Explicitação das relações sociais que produzem as necessidades, desejos e os produtos e serviços que irão satisfazê-los (Ibidem, p. 339);



Participação dos debates sobre as formas de realização e organização do trabalho e do consumo, compreendendo suas relações, direitos vinculados, as contradições e valores, resultando em uma auto-imagem positiva e uma atitude crítica para a valorização de formas de ação que favoreçam uma melhor distribuição da renda (Ibidem, p.339-344);



Promover uma sólida formação cultural, “favorecendo o desenvolvimento de conhecimentos, habilidades e atitudes de cooperação, solidariedade e justiça” (Ibidem, p.345). Embora esteja condicionada a fatores estruturais, a escola pode desempenhar um papel importante na inclusão dos grupos sociais desfavorecidos (Ibidem, p.344).

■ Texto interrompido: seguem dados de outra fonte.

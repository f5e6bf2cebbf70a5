//! Strongly-typed identifiers used across the domain.

use core::str::FromStr;
use serde::{Deserialize, Serialize};
use uuid::Uuid;

use crate::error::DomainError;

/// Identifier of a card record.
#[derive(Debug, Copy, Clone, PartialEq, Eq, Hash, PartialOrd, Ord, Serialize, Deserialize)]
#[serde(transparent)]
pub struct CardId(Uuid);

impl CardId {
    /// Create a new identifier.
    ///
    /// Uses UUIDv7 (time-ordered). Prefer passing IDs explicitly in tests
    /// for determinism.
    pub fn new() -> Self {
        Self(Uuid::now_v7())
    }

    pub fn from_uuid(uuid: Uuid) -> Self {
        Self(uuid)
    }

    pub fn as_uuid(&self) -> &Uuid {
        &self.0
    }
}

impl Default for CardId {
    fn default() -> Self {
        Self::new()
    }
}

impl core::fmt::Display for CardId {
    fn fmt(&self, f: &mut core::fmt::Formatter<'_>) -> core::fmt::Result {
        core::fmt::Display::fmt(&self.0, f)
    }
}

impl FromStr for CardId {
    type Err = DomainError;

    fn from_str(s: &str) -> Result<Self, Self::Err> {
        Uuid::parse_str(s)
            .map(Self)
            .map_err(|_| DomainError::invalid_id(format!("not a valid card id: {s:?}")))
    }
}
use serde::{Deserialize, Serialize};

use cardbox_core::Card;

// -------------------------
// Request DTOs
// -------------------------

/// Body for POST /cards. Required fields arrive as `Option` so that a missing
/// field becomes a validation error in the service, not a deserialize reject.
#[derive(Debug, Default, Deserialize)]
pub struct CreateCardRequest {
    pub suit: Option<String>,
    pub rank: Option<String>,
    pub value: Option<f64>,
    pub description: Option<String>,
}

/// Body for PUT /cards/:id; only supplied fields are applied.
#[derive(Debug, Default, Deserialize)]
pub struct UpdateCardRequest {
    pub suit: Option<String>,
    pub rank: Option<String>,
    pub value: Option<f64>,
    pub description: Option<String>,
}

/// Query string for GET /cards.
#[derive(Debug, Default, Deserialize)]
pub struct ListCardsQuery {
    pub suit: Option<String>,
    pub rank: Option<String>,
    pub page: Option<i64>,
    pub limit: Option<i64>,
}

// -------------------------
// Response DTOs
// -------------------------

#[derive(Debug, Clone, Serialize)]
pub struct Pagination {
    pub total: u64,
    pub page: u64,
    pub limit: u64,
    pub pages: u64,
}

/// One page of the card listing: `{cards, pagination}`.
#[derive(Debug, Serialize)]
pub struct CardPage {
    pub cards: Vec<Card>,
    pub pagination: Pagination,
}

A abordagem histórica pode contribuir para desvelar como se constituem as relações de consumo e a não- naturalidade destas. Ao contrário, são construídas a partir de múltiplas determinações (Ibidem, p.369). O Manual de Educação para o Consumo Sustentável não apresenta os objetivos

de forma sistematizada, como faz os PCNs. Eles estão descritos ao longo da introdução do documento, voltada para os educadores. De forma resumida, seu objetivo “é o adensamento conceitual das questões socioambientais em suas dimensões de conhecimentos científicos, políticas públicas e das propostas de ações que ajudem a promover intervenções pertinentes com foco na melhoria da qualidade de vida” (MEC et al, 2005, p.9). Mais adiante, o documento explicita que sua pertinência está no fato dele propor “novos conceitos sobre os padrões de relação da sociedade moderna com a natureza de

maneira orgânica, interdisciplinar e transversal em relação ao currículo escolar como um todo” (Ibidem, p.9) Conceitos fundantes apresentados nos documentos analisados a) O consumidor e o ato de consumir Para os autores dos PCNs, consumidor é “toda pessoa que compra um produto ou paga pela realização de um serviço”. Portanto, “consumir é ter acesso não só aos bens primários de subsistência, mas também usufruir dos desenvolvimentos tecnológicos, dos bens culturais e simbólicos” (BRASIL, 1998, p.352). Ainda nesta mesma página, o acesso ao mercado de consumo, aos produtos e serviços é descrito como um direito básico do cidadão. Dentro desta perspectiva, todo e qualquer serviço público – inclusive a educação - também envolve uma relação de consumo, uma vez que são pagos por todos por meio dos impostos diretos e indiretos. Já no Manual de Educação para o Consumo Sustentável, consumidor é quem compra um produto ou contrata um serviço de um fornecedor; também é aquele que utiliza um produto comprado por outros. Ou seja, uma criança que se diverte com um brinquedo comprado para ela é consumidora; um morador de rua que recebe um prato de comida ou um doente mental que recebe tratamento são também consumidores (MEC et al, 2005, p.23)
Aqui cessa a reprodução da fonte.